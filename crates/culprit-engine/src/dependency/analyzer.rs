//! Scopes a version's dependencies to the ones a crash actually touches.

use super::{Dependency, DependencyRoll};
use crate::stacktrace::CallStack;
use crate::utils::error::CollaboratorError;
use log::{debug, warn};
use std::collections::{BTreeMap, BTreeSet};
use std::sync::{Arc, OnceLock};

/// Source of dependency pins, e.g. a DEPS file parser
pub trait DependencyFetcher: Send + Sync {
    /// Full dependency set of `version` on `platform`, keyed by path
    fn get_dependency(
        &self,
        version: &str,
        platform: &str,
    ) -> Result<BTreeMap<String, Dependency>, CollaboratorError>;

    /// Rolls between two versions on `platform`, keyed by path
    fn get_dependency_rolls(
        &self,
        old_version: &str,
        new_version: &str,
        platform: &str,
    ) -> Result<BTreeMap<String, DependencyRoll>, CollaboratorError>;
}

/// Computes in-scope dependencies and rolls for one crash
///
/// The full dependency set of the regression version is fetched at most
/// once per analyzer.
pub struct DependencyAnalyzer {
    platform: String,
    regression_version: String,
    regression_range: Option<(String, String)>,
    fetcher: Arc<dyn DependencyFetcher>,
    full_dependencies: OnceLock<BTreeMap<String, Dependency>>,
}

impl DependencyAnalyzer {
    pub fn new(
        platform: impl Into<String>,
        regression_version: impl Into<String>,
        regression_range: Option<(String, String)>,
        fetcher: Arc<dyn DependencyFetcher>,
    ) -> Self {
        Self {
            platform: platform.into(),
            regression_version: regression_version.into(),
            regression_range,
            fetcher,
            full_dependencies: OnceLock::new(),
        }
    }

    /// Every dependency of the regression version, fetched on first use
    pub fn full_dependencies(&self) -> &BTreeMap<String, Dependency> {
        self.full_dependencies.get_or_init(|| {
            match self
                .fetcher
                .get_dependency(&self.regression_version, &self.platform)
            {
                Ok(dependencies) => dependencies,
                Err(e) => {
                    warn!(
                        "Failed to fetch dependencies of {} on {}: {}",
                        self.regression_version, self.platform, e
                    );
                    BTreeMap::new()
                }
            }
        })
    }

    /// Dependencies of the regression version that appear in some frame
    pub fn dependencies(&self, stacks: &[CallStack]) -> BTreeMap<String, Dependency> {
        if stacks.is_empty() {
            return BTreeMap::new();
        }

        let frame_dep_paths: BTreeSet<&str> = stacks
            .iter()
            .flat_map(|stack| stack.frames.iter())
            .map(|frame| frame.dep_path.as_str())
            .filter(|dep_path| !dep_path.is_empty())
            .collect();

        let dependencies: BTreeMap<String, Dependency> = self
            .full_dependencies()
            .iter()
            .filter(|(path, _)| frame_dep_paths.contains(path.as_str()))
            .map(|(path, dependency)| (path.clone(), dependency.clone()))
            .collect();

        debug!(
            "{} of {} dependencies appear in the stacktrace",
            dependencies.len(),
            self.full_dependencies().len()
        );
        dependencies
    }

    /// Rolls of in-scope dependencies within the regression range
    ///
    /// Rolls that add or remove a dependency are left out.
    pub fn dependency_rolls(&self, stacks: &[CallStack]) -> BTreeMap<String, DependencyRoll> {
        let Some((old_version, new_version)) = &self.regression_range else {
            return BTreeMap::new();
        };
        if stacks.is_empty() {
            return BTreeMap::new();
        }

        let dependencies = self.dependencies(stacks);
        if dependencies.is_empty() {
            return BTreeMap::new();
        }

        let rolls = match self
            .fetcher
            .get_dependency_rolls(old_version, new_version, &self.platform)
        {
            Ok(rolls) => rolls,
            Err(e) => {
                warn!(
                    "Failed to fetch dependency rolls {}..{} on {}: {}",
                    old_version, new_version, self.platform, e
                );
                return BTreeMap::new();
            }
        };

        rolls
            .into_iter()
            .filter(|(path, roll)| dependencies.contains_key(path) && roll.is_complete())
            .collect()
    }
}

#[cfg(test)]
mod tests {
    use super::*;
    use crate::stacktrace::{CallStackFormat, StackFrame};
    use std::sync::atomic::{AtomicUsize, Ordering};

    struct CountingFetcher {
        calls: AtomicUsize,
    }

    impl DependencyFetcher for CountingFetcher {
        fn get_dependency(
            &self,
            _version: &str,
            _platform: &str,
        ) -> Result<BTreeMap<String, Dependency>, CollaboratorError> {
            self.calls.fetch_add(1, Ordering::SeqCst);
            let mut deps = BTreeMap::new();
            deps.insert("src/".to_string(), Dependency::new("src/", "https://cr", "1"));
            deps.insert("src/v8/".to_string(), Dependency::new("src/v8/", "https://v8", "2"));
            deps.insert("src/skia/".to_string(), Dependency::new("src/skia/", "https://sk", "3"));
            Ok(deps)
        }

        fn get_dependency_rolls(
            &self,
            _old_version: &str,
            _new_version: &str,
            _platform: &str,
        ) -> Result<BTreeMap<String, DependencyRoll>, CollaboratorError> {
            let mut rolls = BTreeMap::new();
            rolls.insert(
                "src/".to_string(),
                DependencyRoll::new("src/", "https://cr", Some("0".into()), Some("1".into())),
            );
            rolls.insert(
                "src/v8/".to_string(),
                DependencyRoll::new("src/v8/", "https://v8", None, Some("2".into())),
            );
            rolls.insert(
                "src/skia/".to_string(),
                DependencyRoll::new("src/skia/", "https://sk", Some("2".into()), Some("3".into())),
            );
            Ok(rolls)
        }
    }

    fn stacks() -> Vec<CallStack> {
        vec![CallStack::new(
            0,
            vec![
                StackFrame::new(0, "src/", "f", "a.cc", "src/a.cc", vec![1]),
                StackFrame::new(1, "src/v8/", "g", "b.cc", "src/v8/b.cc", vec![2]),
            ],
            CallStackFormat::Default,
        )]
    }

    fn analyzer(range: Option<(String, String)>) -> (DependencyAnalyzer, Arc<CountingFetcher>) {
        let fetcher = Arc::new(CountingFetcher {
            calls: AtomicUsize::new(0),
        });
        let analyzer = DependencyAnalyzer::new("linux", "51.0.1", range, fetcher.clone());
        (analyzer, fetcher)
    }

    #[test]
    fn test_dependencies_restricted_to_frames() {
        let (analyzer, _) = analyzer(None);
        let deps = analyzer.dependencies(&stacks());
        let keys: Vec<&str> = deps.keys().map(String::as_str).collect();
        assert_eq!(keys, vec!["src/", "src/v8/"]);
        assert!(analyzer.dependencies(&[]).is_empty());
    }

    #[test]
    fn test_full_dependency_set_is_cached() {
        let (analyzer, fetcher) = analyzer(None);
        analyzer.dependencies(&stacks());
        analyzer.dependencies(&stacks());
        assert_eq!(fetcher.calls.load(Ordering::SeqCst), 1);
    }

    #[test]
    fn test_rolls_require_range_and_both_revisions() {
        let (no_range, _) = analyzer(None);
        assert!(no_range.dependency_rolls(&stacks()).is_empty());

        let (analyzer, _) = analyzer(Some(("51.0.0".into(), "51.0.1".into())));
        let rolls = analyzer.dependency_rolls(&stacks());
        let keys: Vec<&str> = rolls.keys().map(String::as_str).collect();
        assert_eq!(keys, vec!["src/"]);
        assert!(analyzer.dependency_rolls(&[]).is_empty());
    }
}
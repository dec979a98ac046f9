//! External collaborators consumed by the engine.
//!
//! The engine never talks to a source-control host or a search backend
//! itself. Callers inject implementations of these traits (the in-memory
//! ones in [`memory`] cover tests and offline CLI runs).

pub mod memory;

pub use memory::{InMemoryInvertedIndex, InMemoryRepository, StaticDependencyFetcher};

use crate::model::ChangeLog;
use crate::utils::error::CollaboratorError;
use chrono::{DateTime, Utc};
use serde::{Deserialize, Serialize};

/// A contiguous block of lines last changed by one revision
#[derive(Debug, Clone, PartialEq, Eq, Serialize, Deserialize)]
#[serde(deny_unknown_fields)]
pub struct Region {
    /// First line, 1-based
    pub start: u32,

    /// Number of lines, at least 1
    pub count: u32,

    pub revision: String,

    #[serde(default)]
    pub author_name: String,

    #[serde(default)]
    pub author_email: String,

    #[serde(default)]
    pub author_time: Option<DateTime<Utc>>,
}

impl Region {
    pub fn new(start: u32, count: u32, revision: impl Into<String>) -> Self {
        Self {
            start,
            count,
            revision: revision.into(),
            author_name: String::new(),
            author_email: String::new(),
            author_time: None,
        }
    }

    /// Last line of the region, inclusive
    pub fn end(&self) -> u32 {
        self.start.saturating_add(self.count.saturating_sub(1))
    }
}

/// Line attribution of a file at a revision
#[derive(Debug, Clone, PartialEq, Eq, Serialize, Deserialize)]
#[serde(deny_unknown_fields)]
pub struct Blame {
    pub path: String,
    pub revision: String,
    pub regions: Vec<Region>,
}

impl Blame {
    pub fn new(path: impl Into<String>, revision: impl Into<String>, regions: Vec<Region>) -> Self {
        Self {
            path: path.into(),
            revision: revision.into(),
            regions,
        }
    }

    /// Regions last touched by `revision`
    pub fn regions_of<'a>(&'a self, revision: &'a str) -> impl Iterator<Item = &'a Region> + 'a {
        self.regions
            .iter()
            .filter(move |region| region.revision == revision)
    }
}

/// Read access to a source repository
pub trait Repository: Send + Sync {
    fn get_change_log(&self, revision: &str) -> Result<Option<ChangeLog>, CollaboratorError>;

    /// File contents at `revision`, `None` when the file does not exist
    fn get_source(&self, path: &str, revision: &str) -> Result<Option<String>, CollaboratorError>;

    /// Blame of `path` at `revision`
    ///
    /// Repositories that cannot blame report `None`.
    fn get_blame(&self, _path: &str, _revision: &str) -> Result<Option<Blame>, CollaboratorError> {
        Ok(None)
    }
}

/// Document-frequency lookups over a corpus of file paths
pub trait InvertedIndex: Send + Sync {
    /// Number of documents containing `keyword`
    fn get(&self, keyword: &str) -> Option<u64>;

    /// Total number of documents
    fn get_root(&self) -> Option<u64>;
}

#[cfg(test)]
mod tests {
    use super::*;

    #[test]
    fn test_region_end_is_inclusive() {
        assert_eq!(Region::new(10, 1, "r").end(), 10);
        assert_eq!(Region::new(10, 5, "r").end(), 14);
        assert_eq!(Region::new(10, 0, "r").end(), 10);
        assert_eq!(Region::new(u32::MAX - 1, 10, "r").end(), u32::MAX);
    }

    #[test]
    fn test_regions_of_revision() {
        let blame = Blame::new(
            "a.cc",
            "head",
            vec![
                Region::new(1, 3, "r1"),
                Region::new(4, 2, "r2"),
                Region::new(6, 1, "r1"),
            ],
        );
        let starts: Vec<u32> = blame.regions_of("r1").map(|r| r.start).collect();
        assert_eq!(starts, vec![1, 6]);
    }
}
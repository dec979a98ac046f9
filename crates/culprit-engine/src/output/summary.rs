//! Terminal rendering of a culprit.

use crate::model::Culprit;
use colored::*;

/// Render a human-readable summary of a culprit for the terminal
pub fn render_terminal_summary(culprit: &Culprit) -> String {
    let mut out = String::new();

    out.push_str(&render_header(culprit));
    out.push_str(&render_classification(culprit));
    out.push_str(&render_suspects(culprit));
    out.push_str(&render_status(culprit));

    out
}

fn render_header(culprit: &Culprit) -> String {
    let mut out = String::new();
    out.push_str("\n🔎 ");
    out.push_str(&"Culprit Analysis Summary".bold().to_string());
    out.push_str("\n---------------------------------------------------\n");
    match &culprit.regression_range {
        Some((good, bad)) => out.push_str(&format!("Regression range: {} .. {}\n", good, bad)),
        None => out.push_str("Regression range: unknown\n"),
    }
    out.push_str(&format!("Algorithm:        {}\n", culprit.algorithm));
    out.push_str("---------------------------------------------------\n\n");
    out
}

fn render_classification(culprit: &Culprit) -> String {
    let project = if culprit.project.is_empty() {
        "-".dimmed().to_string()
    } else {
        culprit.project.cyan().to_string()
    };
    let components = if culprit.components.is_empty() {
        "-".dimmed().to_string()
    } else {
        culprit.components.join(", ").cyan().to_string()
    };

    format!("Project:    {}\nComponents: {}\n", project, components)
}

fn render_suspects(culprit: &Culprit) -> String {
    let mut out = String::new();
    if culprit.suspected_cls.is_empty() {
        return out;
    }

    out.push_str("\nSuspected changelists:\n");
    for (rank, suspect) in culprit.suspected_cls.iter().enumerate() {
        out.push_str(&format!(
            "  {}. {} {} ({:.2}) by {}\n",
            rank + 1,
            suspect.revision().bold(),
            suspect.dep_path,
            suspect.confidence,
            suspect.changelog.author.email
        ));
        for reason in &suspect.reasons {
            for line in reason.lines() {
                out.push_str(&format!("       {}\n", line));
            }
        }
        for changed_file in &suspect.changed_files {
            out.push_str(&format!(
                "       {} {}\n",
                "↳".dimmed(),
                changed_file.blame_url.as_deref().unwrap_or(&changed_file.name)
            ));
        }
    }
    out
}

fn render_status(culprit: &Culprit) -> String {
    let status = if !culprit.suspected_cls.is_empty() {
        "✅ STATUS: SUSPECTS FOUND".green().bold()
    } else if culprit.found() {
        "⚠️  STATUS: CLASSIFIED, NO SUSPECT".yellow().bold()
    } else {
        "❌ STATUS: NOTHING FOUND".red().bold()
    };
    format!("\n{}\n", status)
}
//! Suspect scoring and the end-to-end culprit pipeline.

pub mod engine;
pub mod model;

pub use engine::{default_meta_feature, Collaborators, CulpritEngine};
pub use model::{LogLinearModel, PreparedModel};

--- Work item ---
The expected output is the run of lines from the one that includes "fn render_classification(culprit: &Culprit)" through the end of the listing above, exactly as they stand.

--- Worked solution ---
fn render_classification(culprit: &Culprit) -> String {
    let project = if culprit.project.is_empty() {
        "-".dimmed().to_string()
    } else {
        culprit.project.cyan().to_string()
    };
    let components = if culprit.components.is_empty() {
        "-".dimmed().to_string()
    } else {
        culprit.components.join(", ").cyan().to_string()
    };

    format!("Project:    {}\nComponents: {}\n", project, components)
}

fn render_suspects(culprit: &Culprit) -> String {
    let mut out = String::new();
    if culprit.suspected_cls.is_empty() {
        return out;
    }

    out.push_str("\nSuspected changelists:\n");
    for (rank, suspect) in culprit.suspected_cls.iter().enumerate() {
        out.push_str(&format!(
            "  {}. {} {} ({:.2}) by {}\n",
            rank + 1,
            suspect.revision().bold(),
            suspect.dep_path,
            suspect.confidence,
            suspect.changelog.author.email
        ));
        for reason in &suspect.reasons {
            for line in reason.lines() {
                out.push_str(&format!("       {}\n", line));
            }
        }
        for changed_file in &suspect.changed_files {
            out.push_str(&format!(
                "       {} {}\n",
                "↳".dimmed(),
                changed_file.blame_url.as_deref().unwrap_or(&changed_file.name)
            ));
        }
    }
    out
}

fn render_status(culprit: &Culprit) -> String {
    let status = if !culprit.suspected_cls.is_empty() {
        "✅ STATUS: SUSPECTS FOUND".green().bold()
    } else if culprit.found() {
        "⚠️  STATUS: CLASSIFIED, NO SUSPECT".yellow().bold()
    } else {
        "❌ STATUS: NOTHING FOUND".red().bold()
    };
    format!("\n{}\n", status)
}
//! Suspect scoring and the end-to-end culprit pipeline.

pub mod engine;
pub mod model;

pub use engine::{default_meta_feature, Collaborators, CulpritEngine};
pub use model::{LogLinearModel, PreparedModel};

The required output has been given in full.